MnO2 polymorph selection for non-enzymatic glucose detection: An integrated experimental and density functional theory investigation

Abstract

Herein, different polymorphs (α, β, γ and δ) of MnO2 have been synthesized and its electrochemical sensing behaviour was scrutinized with glucose as a probe molecule. Comparative morphology and structural features of all the polymorphs of MnO2 were investigated through Field emission scanning electron microscopy (FESEM), X-ray diffraction (XRD), micro-Raman and X-ray photoelectron spectroscopy (XPS). Evaluation of electrocatalytic activity towards glucose oxidation was performed by cyclic voltammetry and chronoamperometry techniques. Among all, α- MnO2 has augmented sensitivity over the tested range (5 μM–855 μM) and the oxidation reaction is governed by a diffusion controlled process. To support our experimental findings, bonding and charge transfer mechanism of glucose molecules on different phases of MnO2 surfaces have been analysed by employing the state of the art Density Functional Theory (DFT) simulations.

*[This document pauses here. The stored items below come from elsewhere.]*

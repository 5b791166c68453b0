use axum_helpers::ErrorResponse;
use utoipa::OpenApi;

/// Combined OpenAPI document for the users API
#[derive(OpenApi)]
#[openapi(
    info(
        title = "Users API",
        description = "In-memory user management service"
    ),
    nest(
        (path = "/vr1/users", api = domain_users::ApiDoc)
    ),
    components(schemas(ErrorResponse)),
    servers((url = "/api"))
)]
pub struct ApiDoc;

Higher binding energy of the glucose molecule and the maximum charge transfer from O 2p orbital of glucose to Mn 3d orbital of α- MnO2 justifies the higher glucose sensing activity of the alpha phase as observed in the experiment. Furthermore, a wide linear range (5 μM to 855 μM), good specificity and stability of the designed sensor widens its application in the future sensing platform.